━━━ Data records ━━━
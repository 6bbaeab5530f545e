use std::{fs::File, path::PathBuf, time::Duration};

use anyhow::{Context, Result};
use clap::Parser;
use indicatif::ProgressBar;

/// Build a Honeybee hive from an ELF binary.
///
/// The hive is the precomputed control-flow index the online decoder
/// walks; build it once per binary. Set the environment variable
/// `RUST_LOG=debug` for logging.
#[derive(Parser)]
struct Cmdline {
    /// Path of the ELF binary to index
    #[arg(short, long)]
    input: PathBuf,
    /// Path to write the hive to
    #[arg(short, long)]
    output: PathBuf,
}

fn main() -> Result<()> {
    env_logger::init();

    let Cmdline { input, output } = Cmdline::parse();

    let file = File::open(&input).context("Failed to open input binary")?;
    // SAFETY: check the safety requirements of memmap2 documentation
    let buf = unsafe { memmap2::Mmap::map(&file).context("Failed to mmap input binary")? };

    let progress = ProgressBar::new_spinner();
    progress.enable_steady_tick(Duration::from_millis(100));

    progress.set_message("Disassembling executable sections");
    let blocks =
        honeybee_hive::extract_blocks(&buf).context("Failed to extract basic blocks")?;
    log::info!("Extracted {} basic blocks", blocks.len());

    progress.set_message(format!("Packing {} blocks", blocks.len()));
    honeybee_hive::write_hive_file(&output, &blocks).context("Failed to write hive")?;

    progress.finish_with_message(format!(
        "{} blocks -> {}",
        blocks.len(),
        output.display(),
    ));

    Ok(())
}
//! Read-side interface to the Honeybee capture driver.
//!
//! The driver programs the PT MSRs and fills a per-CPU ring of ToPA
//! buffers; this module speaks its ioctl surface and maps the trace
//! buffer into the consumer. Tracing must be disabled on the session's
//! CPU before the buffer is read.

use std::{fs::File, io, os::fd::AsRawFd, path::Path, ptr};

use honeybee_decoder::terminate_trace_buffer;
use memmap2::{MmapMut, MmapOptions};
use thiserror::Error;

const DRIVER_PATH: &str = "/dev/honey_driver";

const IOC_MAGIC: u64 = 0xAB;

/// The kernel's `_IOR` encoding: direction `read` (2), a 14-bit argument
/// size, the driver magic, and the request number.
const fn ior<T>(nr: u64) -> u64 {
    (2 << 30) | ((size_of::<T>() as u64) << 16) | (IOC_MAGIC << 8) | nr
}

#[repr(C)]
struct ConfigureBuffers {
    count: u32,
    page_count_power: u8,
}

#[repr(C)]
struct SetEnabled {
    cpu_id: u16,
    enabled: u8,
    reset_output: u8,
}

/// One address-range filter. Code in `[start, stop)` is traced; with
/// `enabled` zero the addresses are ignored.
#[repr(C)]
#[derive(Debug, Clone, Copy, Default)]
pub struct RangeFilter {
    /// Start of the range, inclusive
    pub start: u64,
    /// End of the range, exclusive
    pub stop: u64,
    /// Non-zero to apply this filter
    pub enabled: u8,
}

/// Number of filter slots in the configure-trace packet. Hardware honours
/// only its first n of these.
pub const RANGE_FILTER_COUNT: usize = 4;

#[repr(C)]
struct ConfigureTrace {
    cpu_id: u16,
    filters: [RangeFilter; RANGE_FILTER_COUNT],
    pid: u64,
}

#[repr(C)]
struct GetTraceLengths {
    cpu_id: u16,
    trace_packet_byte_count_out: *mut u64,
    trace_buffer_length_out: *mut u64,
}

const IOC_CONFIGURE_BUFFERS: u64 = ior::<ConfigureBuffers>(1);
const IOC_SET_ENABLED: u64 = ior::<SetEnabled>(2);
const IOC_CONFIGURE_TRACE: u64 = ior::<ConfigureTrace>(3);
const IOC_GET_TRACE_LENGTHS: u64 = ior::<GetTraceLengths>(4);

/// Error for capture sessions
#[derive(Debug, Error)]
#[non_exhaustive]
pub enum CaptureError {
    /// The driver device could not be opened
    #[error("Could not open {DRIVER_PATH}")]
    OpenDriver(#[source] io::Error),
    /// An ioctl was rejected
    #[error("Driver request failed")]
    Ioctl(#[source] io::Error),
    /// The trace buffer could not be mapped
    #[error("Could not map the trace buffer")]
    Map(#[source] io::Error),
}

/// A capture session bound to one CPU.
///
/// Nothing prevents opening two sessions on the same CPU; it is just a
/// bad idea.
pub struct CaptureSession {
    cpu_id: u16,
    driver: File,
    buffer: Option<MmapMut>,
}

impl CaptureSession {
    /// Open the driver for `cpu_id`.
    pub fn new(cpu_id: u16) -> Result<Self, CaptureError> {
        let driver = File::options()
            .read(true)
            .write(true)
            .open(Path::new(DRIVER_PATH))
            .map_err(CaptureError::OpenDriver)?;
        Ok(Self {
            cpu_id,
            driver,
            buffer: None,
        })
    }

    fn ioctl<T>(&self, request: u64, packet: &mut T) -> Result<(), CaptureError> {
        // SAFETY: each request constant is paired with the packet type it
        // was encoded from, mirroring the driver's contract
        let result = unsafe {
            libc::ioctl(
                self.driver.as_raw_fd(),
                request as libc::c_ulong,
                ptr::from_mut(packet),
            )
        };
        if result < 0 {
            return Err(CaptureError::Ioctl(io::Error::last_os_error()));
        }
        Ok(())
    }

    /// (Re)allocate `count` ToPA buffers of `PAGE_SIZE << page_count_power`
    /// bytes per CPU. Invalid while any CPU is tracing; any existing
    /// mapping of the old buffers is dropped.
    pub fn configure_buffers(
        &mut self,
        count: u32,
        page_count_power: u8,
    ) -> Result<(), CaptureError> {
        self.buffer = None;
        let mut packet = ConfigureBuffers {
            count,
            page_count_power,
        };
        self.ioctl(IOC_CONFIGURE_BUFFERS, &mut packet)
    }

    /// Start or stop tracing on this session's CPU. `reset_output` rewinds
    /// the buffer write head; resuming without it keeps earlier data.
    pub fn set_enabled(&mut self, enabled: bool, reset_output: bool) -> Result<(), CaptureError> {
        let mut packet = SetEnabled {
            cpu_id: self.cpu_id,
            enabled: u8::from(enabled),
            reset_output: u8::from(reset_output),
        };
        self.ioctl(IOC_SET_ENABLED, &mut packet)
    }

    /// Bind tracing to `pid`'s address space and apply up to
    /// [`RANGE_FILTER_COUNT`] range filters. Only valid while the CPU is
    /// not tracing. Put the filters that matter most first.
    pub fn configure_tracing(
        &mut self,
        pid: u32,
        filters: [RangeFilter; RANGE_FILTER_COUNT],
    ) -> Result<(), CaptureError> {
        let mut packet = ConfigureTrace {
            cpu_id: self.cpu_id,
            filters,
            pid: u64::from(pid),
        };
        self.ioctl(IOC_CONFIGURE_TRACE, &mut packet)
    }

    fn trace_lengths(&self) -> Result<(u64, u64), CaptureError> {
        let mut packet_bytes = 0u64;
        let mut buffer_bytes = 0u64;
        let mut packet = GetTraceLengths {
            cpu_id: self.cpu_id,
            trace_packet_byte_count_out: &raw mut packet_bytes,
            trace_buffer_length_out: &raw mut buffer_bytes,
        };
        self.ioctl(IOC_GET_TRACE_LENGTHS, &mut packet)?;
        Ok((packet_bytes, buffer_bytes))
    }

    /// Fetch the captured trace, stop-codon terminated, ready for a
    /// decoder. Only valid while the CPU is not tracing.
    ///
    /// The returned slice borrows the session's buffer mapping; it is
    /// invalidated by [`configure_buffers`][Self::configure_buffers] and
    /// by dropping the session. If the trace exactly filled the buffer the
    /// final packet is truncated to make room for the codon.
    #[expect(clippy::cast_possible_truncation, clippy::cast_sign_loss)]
    pub fn terminated_trace(&mut self) -> Result<&[u8], CaptureError> {
        let (packet_bytes, buffer_bytes) = self.trace_lengths()?;

        let buffer = match self.buffer {
            Some(ref mut buffer) => buffer,
            None => {
                // SAFETY: sysconf has no memory effects
                let page_size = unsafe { libc::sysconf(libc::_SC_PAGESIZE) } as u64;
                // The driver vends every CPU's buffer from one device
                // node, keyed by page-aligned offset
                let offset = page_size * u64::from(self.cpu_id);
                // SAFETY: check the safety requirements of memmap2
                // documentation; the driver keeps the buffer alive while
                // the fd is open
                let map = unsafe {
                    MmapOptions::new()
                        .offset(offset)
                        .len(buffer_bytes as usize)
                        .map_mut(&self.driver)
                }
                .map_err(CaptureError::Map)?;
                self.buffer.insert(map)
            }
        };

        log::debug!(
            "CPU {}: {packet_bytes} packet bytes in a {buffer_bytes} byte buffer",
            self.cpu_id,
        );
        Ok(terminate_trace_buffer(buffer, packet_bytes as usize))
    }
}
━━━
Examine the data above and state how many of its lines contain the word "ConfigureTrace", with no further remarks.

3